More and more people ventured out on the dingy, run-down streets around the
slum housing complexes of La Courneuve. A few were heading for the nearest
Metro station on their way to whatever menial jobs they had been able to find.
More were women carrying baskets and bags — mothers, wives, and grandmothers
sent out to shop for the day's food. Some were families strolling toward the
wooded spaces and parkland north of the suburb. Sunday morning was a rare
opportunity for parents to give their children a taste of the open air away
from the crime-ridden, graffiti-smeared streets and alleys, and the
trash-heaped hallways of the Cite des Quatre Milk. The thieves, thugs,
pushers, and drug addicts who preyed on them were mostly asleep, barricaded in
the bare concrete apartments provided by the French welfare state.

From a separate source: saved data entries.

use std::path::PathBuf;

use thiserror::Error;

pub type Result<T> = std::result::Result<T, BloscpackError>;

#[derive(Error, Debug)]
pub enum BloscpackError {
    #[error(transparent)]
    Io(#[from] std::io::Error),

    #[error("the magic marker 'blpk' is missing from the bloscpack header")]
    BadMagic,
    #[error("unsupported format version: {0}")]
    UnsupportedVersion(u8),
    #[error("malformed header: {0}")]
    MalformedHeader(String),
    #[error("file ends before the container is complete")]
    TruncatedFile,
    #[error("chunk '{0}' is truncated")]
    TruncatedChunk(usize),

    #[error("checksum mismatch in chunk '{0}'")]
    ChunkChecksumMismatch(usize),
    #[error("checksum mismatch in the metadata section")]
    MetaChecksumMismatch,

    #[error("unknown codec: '{0}'")]
    UnknownCodec(String),
    #[error("unknown checksum: '{0}'")]
    UnknownChecksum(String),
    #[error("chunk size out of range: {0}")]
    ChunkSizeOutOfRange(String),
    #[error("typesize must be in [1, 255]: {0}")]
    TypesizeInvalid(usize),
    #[error("compression level must be in [0, 9]: {0}")]
    ClevelOutOfRange(usize),
    #[error("nthreads must be in [1, 256]: {0}")]
    NthreadsOutOfRange(usize),
    #[error("offsets require an input of known length")]
    UnknownInputLength,

    #[error("append needs {needed} reserved chunk slots but only {available} remain")]
    AppendCapacityExceeded { needed: i64, available: i64 },
    #[error("metadata of {needed} bytes exceeds the reserved slot of {max_meta_size} bytes")]
    MetaTooLarge { needed: usize, max_meta_size: usize },
    #[error("container has no offsets, random access is unavailable")]
    OffsetsDisabled,
    #[error("chunk index out of range: {0}")]
    ChunkOutOfRange(usize),

    #[error("codec failure: {0}")]
    Decode(String),
    #[error("metadata is not valid JSON: {0}")]
    Json(#[from] serde_json::Error),

    #[error("output file '{}' exists, use --force to overwrite", .0.display())]
    OutputExists(PathBuf),
    #[error("input file '{}' does not end with '.blp'", .0.display())]
    ExtensionMismatch(PathBuf),
    #[error("input file '{}' does not exist", .0.display())]
    FileNotFound(PathBuf),
}
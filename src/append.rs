//! The append pipeline: extend a finalized container in place, bounded by
//! the chunk slots reserved when it was created.
//!
//! The final chunk is the only record that may be shorter than
//! `chunk_size`, so appending always starts by rereading it into an
//! accumulator, topping that up from the new source and rewriting it at its
//! old position. Everything after it is new, which is why the record is
//! free to grow. Compression settings may differ from the original (each
//! blosc frame names its own codec); the checksum cannot, because the file
//! header records a single checksum for every record.
//!
//! The original is patched in place and not backed up: an interruption
//! mid-append leaves it inconsistent. Capacity is therefore checked against
//! the known source length before the first byte is written, which keeps a
//! too-large append from touching the file at all.

use std::fs::{self, File, OpenOptions};
use std::io::{Cursor, Read, Seek, SeekFrom, Write};
use std::path::Path;

use tracing::{debug, info};

use crate::blosc;
use crate::chunk::calculate_nchunks;
use crate::error::{BloscpackError, Result};
use crate::header::{BloscpackHeader, CHUNK_SIZE_UNKNOWN, HEADER_LENGTH};
use crate::metadata::replace_metadata;
use crate::offsets::Offsets;
use crate::pack::{write_chunk, PackArgs, Stats};
use crate::unpack::{read_chunk_record, PackReader};
use crate::util::pretty_size;

/// Append `source_len` bytes from `source` to an existing container.
///
/// `args` supplies the compression settings and optional replacement
/// metadata for the appended chunks; its `chunk_size`, `checksum` and
/// `offsets` fields are ignored in favor of what the file records.
pub fn append_stream<F: Read + Write + Seek, R: Read>(
    file: &mut F,
    source: &mut R,
    source_len: u64,
    args: &PackArgs,
) -> Result<Stats> {
    args.validate()?;

    let (header, mut offsets, chunks_start) = {
        let reader = PackReader::new(&mut *file)?;
        let offsets = reader
            .offsets()
            .cloned()
            .ok_or(BloscpackError::OffsetsDisabled)?;
        (*reader.header(), offsets, reader.chunks_start())
    };
    if header.chunk_size == CHUNK_SIZE_UNKNOWN || header.nchunks < 1 {
        return Err(BloscpackError::MalformedHeader(
            "container has no appendable chunk geometry".to_string(),
        ));
    }

    // reread the final chunk; it seeds the accumulator
    let old_nchunks = header.nchunks;
    let last_index = (old_nchunks - 1) as usize;
    let last_offset = offsets
        .chunk_offset(last_index)
        .ok_or(BloscpackError::ChunkOutOfRange(last_index))?;
    file.seek(SeekFrom::Start(last_offset))?;
    let frame = read_chunk_record(file, header.checksum, last_index)?;
    let last_bytes = blosc::decompress(&frame, args.nthreads)?;
    if last_bytes.len() != header.last_chunk as usize {
        return Err(BloscpackError::MalformedHeader(format!(
            "final chunk is {} bytes but the header claims {}",
            last_bytes.len(),
            header.last_chunk
        )));
    }

    // capacity is enforced up front, the file is untouched on failure
    let tail_len = last_bytes.len() as u64 + source_len;
    let (tail_chunks, _, new_last_chunk) = calculate_nchunks(tail_len, header.chunk_size)?;
    let new_nchunks = old_nchunks - 1 + tail_chunks;
    let added = new_nchunks - old_nchunks;
    if added > header.max_app_chunks {
        return Err(BloscpackError::AppendCapacityExceeded {
            needed: added,
            available: header.max_app_chunks,
        });
    }
    info!(
        "appending {}: {} chunks over the reserved space of {}",
        pretty_size(source_len),
        added,
        header.max_app_chunks
    );

    // metadata replacement happens before the tail rewrite so an oversized
    // blob also fails with the file intact
    if let Some(metadata) = &args.metadata {
        if !header.metadata {
            return Err(BloscpackError::MetaTooLarge {
                needed: serde_json::to_vec(metadata)?.len(),
                max_meta_size: 0,
            });
        }
        replace_metadata(file, HEADER_LENGTH as u64, metadata)?;
    }

    // rewrite the tail: the accumulator chained with the new source, cut
    // into chunks starting at the old final record's position
    let mut tail = Cursor::new(last_bytes).chain(source);
    file.seek(SeekFrom::Start(last_offset))?;
    let mut cbytes = 0u64;
    for j in 0..tail_chunks {
        let to_read = if j == tail_chunks - 1 {
            new_last_chunk
        } else {
            header.chunk_size
        } as usize;
        let mut data = vec![0u8; to_read];
        tail.read_exact(&mut data)?;

        let position = file.stream_position()?;
        cbytes += write_chunk(file, &data, args, header.checksum)?;
        offsets.set(last_index + j as usize, position);
        debug!(
            "chunk '{}': {} in",
            last_index + j as usize,
            pretty_size(data.len() as u64)
        );
    }

    // finalize: patch the offsets region, then the header counters
    let offsets_position = chunks_start - Offsets::encoded_size(header.total_entries()) as u64;
    file.seek(SeekFrom::Start(offsets_position))?;
    file.write_all(&offsets.serialize())?;

    let new_header = BloscpackHeader {
        nchunks: new_nchunks,
        last_chunk: new_last_chunk,
        // slots move from reserved to used, the region size is fixed
        max_app_chunks: header.max_app_chunks - added,
        ..header
    };
    file.seek(SeekFrom::Start(0))?;
    file.write_all(&new_header.encode())?;

    Ok(Stats {
        nchunks: new_nchunks,
        chunk_size: header.chunk_size,
        last_chunk: new_last_chunk,
        nbytes: source_len,
        cbytes,
    })
}

pub fn append_file<P: AsRef<Path>, Q: AsRef<Path>>(
    original: P,
    new_file: Q,
    args: &PackArgs,
) -> Result<Stats> {
    let source_len = fs::metadata(new_file.as_ref())?.len();
    info!("appending file of size: {}", pretty_size(source_len));

    let mut file = OpenOptions::new()
        .read(true)
        .write(true)
        .open(original.as_ref())?;
    let mut source = File::open(new_file.as_ref())?;
    append_stream(&mut file, &mut source, source_len, args)
}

Flying on parallel courses now, the two UAVs climbed again, rising to just
over one thousand feet. Still moving at one hundred miles an hour, they crossed
over a wide avenue and entered the airspace above La Courneuve. Aboard first
one and then the other drone, control relays cycled, triggering the twin
canisters slung below their wings. With a sinister hiss, each canister began
spewing its contents in an invisible stream.

Hundreds of billions of Stage III nanophages fell across a huge swathe of La
Courneuve, slowly raining down out of the sky in an undetected cloud of death
and imminent slaughter. Vast numbers drifted among the thousands of
unsuspecting people caught outside and were inhaled unnoticed—pulled into their
lungs with every breath. Tens of billions more of the microscopic phages were
drawn into the huge air ducts atop the slum high-rises and spread through
ventilation shafts to apartments on every floor. Once the phages were inside,
air currents wafted them through every room, settling unseen on those sleeping,
drowsing in a drugged stupor, or mindlessly watching television.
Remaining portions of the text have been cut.